Tuesday, November 1, 2016

PING[ARC3]: Heartbeat failed to connect to standby

Today after server patching (reboot of servers) my standby recovery stopped working and LAG keeps increasing.

Primary: prod on RHEL 6 11.2.0.3
Standby:  on RHEL 6 11.2.0.3

On STANDBY:

SQL> select status  from v$instance;

STATUS
------------
MOUNTED

SQL>  SELECT PROCESS, STATUS FROM V$MANAGED_STANDBY;

PROCESS   STATUS
--------- ------------
ARCH      CONNECTED
ARCH      CONNECTED
ARCH      CONNECTED
ARCH      CONNECTED
MR(fg)    WAIT_FOR_LOG            (Don’t see RFS running)

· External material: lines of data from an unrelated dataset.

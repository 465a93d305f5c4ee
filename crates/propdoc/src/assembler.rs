//! Folds the comment blocks of one file into a single [`ClassRecord`].

use crate::comments::comment_bodies;
use crate::diagnostics::DiagnosticSink;
use crate::model::ClassRecord;
use crate::parser::{parse_class_core, parse_class_prop, BlockKind, CLASS_MARKER};

/// Parse the documentation of one file.
///
/// Returns `None` when `content` never mentions `@class`; the comment extractor does
/// not run in that case. Otherwise every comment body is applied to a fresh record in
/// source order: class blocks overwrite the class fields (the last one wins) and
/// property blocks append. Malformed class blocks are reported to `sink` one by one
/// and never abort the file.
pub fn parse_one(
    content: &str,
    label: &str,
    sink: &mut dyn DiagnosticSink,
) -> Option<ClassRecord> {
    if !content.contains(CLASS_MARKER) {
        return None;
    }

    let record = comment_bodies(content).fold(ClassRecord::default(), |record, body| {
        match BlockKind::classify(body) {
            BlockKind::Class => parse_class_core(record, body, label, &mut *sink),
            BlockKind::Property => parse_class_prop(record, body, label),
            BlockKind::Other => record,
        }
    });

    tracing::debug!(
        file = label,
        properties = record.properties().len(),
        "parsed documentation"
    );
    Some(record)
}

#[cfg(test)]
mod tests {
    use super::*;
    use crate::diagnostics::Diagnostic;
    use crate::error::ClassCoreError;

    #[test]
    fn returns_none_without_class_marker() {
        let mut sink: Vec<Diagnostic> = Vec::new();
        assert!(parse_one("/** @prop {bool} a [b] c */", "a.js", &mut sink).is_none());
        assert!(parse_one("", "a.js", &mut sink).is_none());
        assert!(sink.is_empty());
    }

    #[test]
    fn marker_outside_comments_gives_empty_record() {
        let mut sink: Vec<Diagnostic> = Vec::new();
        let record = parse_one("// @class in a line comment", "a.js", &mut sink).unwrap();
        assert_eq!(record, ClassRecord::default());
    }

    #[test]
    fn properties_before_class_block_are_kept() {
        let source = "
            /** @prop {int} early [1] Early. */
            /** @class Late @extends Base Late comes last. @example <Late/> */
        ";
        let mut sink: Vec<Diagnostic> = Vec::new();
        let record = parse_one(source, "a.js", &mut sink).unwrap();
        assert_eq!(record.name.as_deref(), Some("Late"));
        assert_eq!(record.comments.as_deref(), Some("Late comes last."));
        assert_eq!(record.properties()[0].name, "early");
    }

    #[test]
    fn each_malformed_class_block_is_reported() {
        let source = "
            /** @class A */
            /** unrelated */
            /** @class B @extends C */
        ";
        let mut sink: Vec<Diagnostic> = Vec::new();
        let record = parse_one(source, "broken.js", &mut sink).unwrap();

        assert_eq!(record, ClassRecord::default());
        assert_eq!(
            sink,
            vec![
                Diagnostic::malformed_class("broken.js", ClassCoreError::MissingExtends),
                Diagnostic::malformed_class("broken.js", ClassCoreError::MissingExample),
            ]
        );
    }
}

Don’t see any archive GAPS and I see recovery is Running fine and applied all the logs whatever have on standby, NO archive log GAPS

Tried to switch logs on primary and they are not shipping, so first need to find out why logs not shipping to standby


Problem:   Archive logs NOT shipping to standby side

Things checked:

·         Tried stopping and restarting of recovery process (NO Luck)
·         Bounced standby database (NO Luck)
·         Checked archive log free space
·         Parameters looks good nothing changed
·         Log dest on primary ENABLED
·         Can able to ping server
·         Listener up and running


Primary alert log :
Error 1034 received logging on to the standby
Fri Sep 23 13:21:11 2016
Error 1034 received logging on to the standby
Fri Sep 23 13:22:14 2016
Error 1034 received logging on to the standby
Fri Sep 23 13:23:16 2016


Check error message

SQL> SELECT gvi.thread#, timestamp, message FROM gv$dataguard_status gvds, gv$instance gvi WHERE gvds.inst_id = gvi.inst_id AND severity in ('Error','Fatal') and rownum <11 ORDER BY timestamp, thread#;

THREAD#  TIMESTAMP    MESSAGE
---------- --------- --------------------------------------------------------------------------------------------------------------------------------------------------------------------------------------------------------------------------------
         1 23-SEP-16 Error 1034 received logging on to the standby
         1 23-SEP-16 PING[ARC3]: Heartbeat failed to connect to standby 'primdb_sb1'. Error is 1034.
         1 23-SEP-16 Error 1034 received logging on to the standby
         1 23-SEP-16 PING[ARC3]: Heartbeat failed to connect to standby 'primdb_sb1'. Error is 1034.
         1 23-SEP-16 Error 1034 received logging on to the standby
         1 23-SEP-16 PING[ARC3]: Heartbeat failed to connect to standby 'primdb_sb1'. Error is 1034.
         1 23-SEP-16 Error 1034 received logging on to the standby
         1 23-SEP-16 PING[ARC3]: Heartbeat failed to connect to standby 'primdb_sb1'. Error is 1034.
         1 23-SEP-16 Error 1034 received logging on to the standby
         1 23-SEP-16 PING[ARC3]: Heartbeat failed to connect to standby 'primdb_sb1'. Error is 1034.

10 rows selected.


Solution:
After reviewing error messages from above output I again checked the listener on standby

oradev13:primdb:/opt/oracle/product/11.2.0.3.64/network/admin $ ps -e f| grep tns| grep -i prim
110542 ?        Ssl    0:37 /opt/oracle/product/12.1.0.2.64/bin/tnslsnr LSNR_DBPRIMDBSB1 -inherit



oradev13:primdb:/opt/oracle/product/11.2.0.3.64/network/admin $ lsnrctl status LSNR_DBPRIMDBSB1

LSNRCTL for Linux: Version 11.2.0.3.0 - Production on 23-SEP-2016 10:30:37

Copyright (c) 1991, 2011, Oracle.  All rights reserved.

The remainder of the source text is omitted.